(EXCERPTED DATA begins)

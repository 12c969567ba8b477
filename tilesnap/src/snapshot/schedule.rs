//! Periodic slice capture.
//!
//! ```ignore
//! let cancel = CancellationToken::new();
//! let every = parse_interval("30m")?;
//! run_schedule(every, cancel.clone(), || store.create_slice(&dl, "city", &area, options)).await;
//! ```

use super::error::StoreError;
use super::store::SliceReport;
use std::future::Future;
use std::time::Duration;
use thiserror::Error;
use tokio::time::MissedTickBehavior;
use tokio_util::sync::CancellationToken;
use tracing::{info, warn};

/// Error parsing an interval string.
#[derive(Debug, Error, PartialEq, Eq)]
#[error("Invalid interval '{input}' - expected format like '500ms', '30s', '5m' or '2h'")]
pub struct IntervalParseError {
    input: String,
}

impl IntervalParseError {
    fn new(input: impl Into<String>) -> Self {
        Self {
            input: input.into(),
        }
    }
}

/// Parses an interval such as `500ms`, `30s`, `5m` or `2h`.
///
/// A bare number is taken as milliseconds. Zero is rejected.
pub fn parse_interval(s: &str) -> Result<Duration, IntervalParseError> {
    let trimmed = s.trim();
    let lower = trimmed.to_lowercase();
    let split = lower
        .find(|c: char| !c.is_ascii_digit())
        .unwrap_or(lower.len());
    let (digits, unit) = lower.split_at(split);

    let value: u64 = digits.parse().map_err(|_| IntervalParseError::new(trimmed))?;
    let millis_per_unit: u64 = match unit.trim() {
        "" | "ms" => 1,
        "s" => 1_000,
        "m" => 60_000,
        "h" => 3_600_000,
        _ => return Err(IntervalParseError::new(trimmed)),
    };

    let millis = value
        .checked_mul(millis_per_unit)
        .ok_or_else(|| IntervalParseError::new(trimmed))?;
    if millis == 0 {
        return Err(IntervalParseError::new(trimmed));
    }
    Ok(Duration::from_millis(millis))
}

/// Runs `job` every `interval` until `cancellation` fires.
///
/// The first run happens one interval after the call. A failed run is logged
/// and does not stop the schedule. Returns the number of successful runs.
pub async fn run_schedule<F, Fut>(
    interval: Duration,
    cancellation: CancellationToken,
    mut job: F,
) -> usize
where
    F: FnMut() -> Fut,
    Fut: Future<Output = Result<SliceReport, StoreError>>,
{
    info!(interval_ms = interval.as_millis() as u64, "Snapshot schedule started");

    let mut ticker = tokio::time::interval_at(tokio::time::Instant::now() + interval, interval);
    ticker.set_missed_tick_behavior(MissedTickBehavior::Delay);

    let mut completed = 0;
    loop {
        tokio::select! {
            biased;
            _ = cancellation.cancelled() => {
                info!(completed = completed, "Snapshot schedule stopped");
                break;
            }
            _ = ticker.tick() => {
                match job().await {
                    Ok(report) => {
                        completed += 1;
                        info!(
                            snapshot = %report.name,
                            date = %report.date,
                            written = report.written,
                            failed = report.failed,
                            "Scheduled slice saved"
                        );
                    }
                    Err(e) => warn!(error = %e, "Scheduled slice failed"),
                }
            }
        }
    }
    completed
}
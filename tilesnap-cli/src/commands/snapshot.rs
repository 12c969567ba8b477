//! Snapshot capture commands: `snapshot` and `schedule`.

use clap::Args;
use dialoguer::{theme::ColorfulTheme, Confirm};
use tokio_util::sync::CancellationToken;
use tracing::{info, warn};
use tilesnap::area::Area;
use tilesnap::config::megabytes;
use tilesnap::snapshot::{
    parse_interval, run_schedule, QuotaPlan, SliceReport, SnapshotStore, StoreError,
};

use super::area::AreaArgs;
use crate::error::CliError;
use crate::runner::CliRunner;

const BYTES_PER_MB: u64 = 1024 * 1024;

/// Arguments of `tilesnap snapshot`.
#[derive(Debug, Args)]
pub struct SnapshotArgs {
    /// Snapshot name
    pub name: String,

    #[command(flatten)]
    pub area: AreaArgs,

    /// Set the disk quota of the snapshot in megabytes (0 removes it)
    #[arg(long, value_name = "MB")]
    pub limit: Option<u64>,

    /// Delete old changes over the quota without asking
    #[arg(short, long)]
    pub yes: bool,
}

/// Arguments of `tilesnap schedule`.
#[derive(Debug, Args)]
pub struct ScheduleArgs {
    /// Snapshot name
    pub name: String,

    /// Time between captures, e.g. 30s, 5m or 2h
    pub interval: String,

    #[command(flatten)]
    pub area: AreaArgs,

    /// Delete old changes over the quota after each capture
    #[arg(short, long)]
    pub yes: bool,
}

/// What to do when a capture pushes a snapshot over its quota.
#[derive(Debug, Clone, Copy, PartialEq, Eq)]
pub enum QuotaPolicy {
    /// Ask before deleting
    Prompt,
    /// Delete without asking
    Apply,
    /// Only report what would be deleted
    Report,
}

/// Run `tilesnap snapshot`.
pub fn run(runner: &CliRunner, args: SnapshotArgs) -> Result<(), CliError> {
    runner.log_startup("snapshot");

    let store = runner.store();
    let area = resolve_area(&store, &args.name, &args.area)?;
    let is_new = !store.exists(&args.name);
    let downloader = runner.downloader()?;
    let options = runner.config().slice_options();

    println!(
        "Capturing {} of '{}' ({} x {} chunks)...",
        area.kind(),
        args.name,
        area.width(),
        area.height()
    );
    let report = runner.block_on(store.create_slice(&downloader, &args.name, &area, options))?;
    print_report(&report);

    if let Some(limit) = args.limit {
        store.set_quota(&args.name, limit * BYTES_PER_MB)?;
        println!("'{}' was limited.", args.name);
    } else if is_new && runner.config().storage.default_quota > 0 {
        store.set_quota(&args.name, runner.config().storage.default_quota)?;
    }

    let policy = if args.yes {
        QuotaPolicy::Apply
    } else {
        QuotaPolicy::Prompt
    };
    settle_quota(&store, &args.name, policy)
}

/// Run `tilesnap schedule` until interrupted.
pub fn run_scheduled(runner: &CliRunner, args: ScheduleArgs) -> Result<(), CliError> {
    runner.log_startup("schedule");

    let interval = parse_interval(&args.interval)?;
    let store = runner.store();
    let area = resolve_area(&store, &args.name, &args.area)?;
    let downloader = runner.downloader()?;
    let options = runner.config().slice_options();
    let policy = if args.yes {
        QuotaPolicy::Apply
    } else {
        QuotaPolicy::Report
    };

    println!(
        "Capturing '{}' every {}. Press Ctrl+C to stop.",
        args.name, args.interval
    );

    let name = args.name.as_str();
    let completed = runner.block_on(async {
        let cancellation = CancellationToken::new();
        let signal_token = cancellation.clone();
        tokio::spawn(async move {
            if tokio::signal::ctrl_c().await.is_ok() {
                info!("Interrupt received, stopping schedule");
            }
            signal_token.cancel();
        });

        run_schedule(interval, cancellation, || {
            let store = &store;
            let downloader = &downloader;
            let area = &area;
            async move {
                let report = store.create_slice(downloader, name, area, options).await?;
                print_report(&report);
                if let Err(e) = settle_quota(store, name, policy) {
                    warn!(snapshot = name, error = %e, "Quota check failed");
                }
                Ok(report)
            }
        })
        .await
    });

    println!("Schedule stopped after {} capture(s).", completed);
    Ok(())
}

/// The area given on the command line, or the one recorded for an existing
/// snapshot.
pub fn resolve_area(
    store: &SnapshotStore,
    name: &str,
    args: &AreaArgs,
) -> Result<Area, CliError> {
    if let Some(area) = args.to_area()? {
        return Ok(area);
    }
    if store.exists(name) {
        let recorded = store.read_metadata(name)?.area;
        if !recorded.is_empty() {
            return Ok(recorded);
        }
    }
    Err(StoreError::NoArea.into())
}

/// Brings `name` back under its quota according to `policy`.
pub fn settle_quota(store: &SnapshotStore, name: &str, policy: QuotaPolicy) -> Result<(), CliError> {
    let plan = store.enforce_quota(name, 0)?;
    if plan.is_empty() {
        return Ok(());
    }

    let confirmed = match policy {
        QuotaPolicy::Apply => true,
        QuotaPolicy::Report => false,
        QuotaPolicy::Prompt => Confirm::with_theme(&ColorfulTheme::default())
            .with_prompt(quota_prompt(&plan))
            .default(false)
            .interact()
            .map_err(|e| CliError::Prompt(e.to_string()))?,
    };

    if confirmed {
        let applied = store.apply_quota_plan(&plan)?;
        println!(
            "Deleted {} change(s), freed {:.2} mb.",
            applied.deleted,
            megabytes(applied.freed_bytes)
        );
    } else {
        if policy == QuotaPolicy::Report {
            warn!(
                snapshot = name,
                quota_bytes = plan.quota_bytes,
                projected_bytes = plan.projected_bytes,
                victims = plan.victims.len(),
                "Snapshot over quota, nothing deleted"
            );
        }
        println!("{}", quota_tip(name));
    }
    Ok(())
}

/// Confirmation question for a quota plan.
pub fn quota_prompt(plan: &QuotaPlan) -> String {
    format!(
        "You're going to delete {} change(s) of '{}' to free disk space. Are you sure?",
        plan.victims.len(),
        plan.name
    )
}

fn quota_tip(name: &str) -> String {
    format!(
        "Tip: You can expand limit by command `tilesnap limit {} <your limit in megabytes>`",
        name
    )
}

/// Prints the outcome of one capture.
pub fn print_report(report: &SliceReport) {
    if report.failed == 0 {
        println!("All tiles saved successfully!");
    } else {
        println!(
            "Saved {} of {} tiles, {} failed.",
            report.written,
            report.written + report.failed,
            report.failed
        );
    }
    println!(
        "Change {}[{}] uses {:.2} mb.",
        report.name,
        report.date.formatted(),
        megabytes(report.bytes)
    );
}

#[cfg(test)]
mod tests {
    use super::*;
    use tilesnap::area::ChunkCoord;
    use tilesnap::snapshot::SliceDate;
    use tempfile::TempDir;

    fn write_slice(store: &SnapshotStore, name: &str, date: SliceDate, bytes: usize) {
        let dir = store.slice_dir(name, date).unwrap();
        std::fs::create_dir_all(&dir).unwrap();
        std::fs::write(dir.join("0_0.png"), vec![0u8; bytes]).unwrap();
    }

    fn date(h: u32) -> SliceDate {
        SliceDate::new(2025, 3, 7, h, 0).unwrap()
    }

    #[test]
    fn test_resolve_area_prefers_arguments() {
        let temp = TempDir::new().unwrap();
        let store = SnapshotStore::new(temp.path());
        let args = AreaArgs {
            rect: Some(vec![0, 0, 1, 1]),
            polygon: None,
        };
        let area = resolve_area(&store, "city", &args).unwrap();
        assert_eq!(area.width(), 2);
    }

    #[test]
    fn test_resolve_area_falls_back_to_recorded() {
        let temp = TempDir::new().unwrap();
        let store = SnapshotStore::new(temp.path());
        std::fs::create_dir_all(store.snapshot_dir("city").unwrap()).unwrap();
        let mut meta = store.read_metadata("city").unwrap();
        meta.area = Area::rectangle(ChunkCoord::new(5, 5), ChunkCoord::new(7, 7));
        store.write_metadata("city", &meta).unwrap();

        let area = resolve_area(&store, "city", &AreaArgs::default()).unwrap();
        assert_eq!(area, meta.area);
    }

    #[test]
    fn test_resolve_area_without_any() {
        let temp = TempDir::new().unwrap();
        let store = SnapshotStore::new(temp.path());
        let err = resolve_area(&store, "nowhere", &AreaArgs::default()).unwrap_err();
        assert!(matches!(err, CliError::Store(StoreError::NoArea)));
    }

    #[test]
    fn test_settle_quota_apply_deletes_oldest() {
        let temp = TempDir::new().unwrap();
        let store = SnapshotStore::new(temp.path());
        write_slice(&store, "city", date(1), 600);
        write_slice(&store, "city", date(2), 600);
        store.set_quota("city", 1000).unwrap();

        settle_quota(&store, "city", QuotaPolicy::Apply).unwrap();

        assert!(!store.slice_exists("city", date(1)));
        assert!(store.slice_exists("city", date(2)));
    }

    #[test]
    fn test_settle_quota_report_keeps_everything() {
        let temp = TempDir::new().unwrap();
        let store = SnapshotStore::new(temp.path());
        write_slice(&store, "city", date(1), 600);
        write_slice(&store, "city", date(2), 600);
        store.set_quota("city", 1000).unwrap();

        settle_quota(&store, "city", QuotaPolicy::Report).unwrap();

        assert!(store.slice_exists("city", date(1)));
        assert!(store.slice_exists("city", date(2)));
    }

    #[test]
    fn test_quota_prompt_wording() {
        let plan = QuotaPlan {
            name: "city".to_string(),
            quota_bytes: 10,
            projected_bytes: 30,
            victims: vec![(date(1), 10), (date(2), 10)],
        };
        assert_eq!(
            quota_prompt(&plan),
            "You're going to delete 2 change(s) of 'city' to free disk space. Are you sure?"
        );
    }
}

(EXCERPTED DATA ends)

• _DESCRIPTION OF THE TASK_: Set down each line exactly as it appears, starting at the top of the data and ending at the line containing "Zero is rejected.", and include no other lines.

• _COMPLETED EXERCISE_:
repository 12c969567ba8b477
filename tilesnap/src/snapshot/schedule.rs
//! Periodic slice capture.
//!
//! ```ignore
//! let cancel = CancellationToken::new();
//! let every = parse_interval("30m")?;
//! run_schedule(every, cancel.clone(), || store.create_slice(&dl, "city", &area, options)).await;
//! ```

use super::error::StoreError;
use super::store::SliceReport;
use std::future::Future;
use std::time::Duration;
use thiserror::Error;
use tokio::time::MissedTickBehavior;
use tokio_util::sync::CancellationToken;
use tracing::{info, warn};

/// Error parsing an interval string.
#[derive(Debug, Error, PartialEq, Eq)]
#[error("Invalid interval '{input}' - expected format like '500ms', '30s', '5m' or '2h'")]
pub struct IntervalParseError {
    input: String,
}

impl IntervalParseError {
    fn new(input: impl Into<String>) -> Self {
        Self {
            input: input.into(),
        }
    }
}

/// Parses an interval such as `500ms`, `30s`, `5m` or `2h`.
///
/// A bare number is taken as milliseconds. Zero is rejected.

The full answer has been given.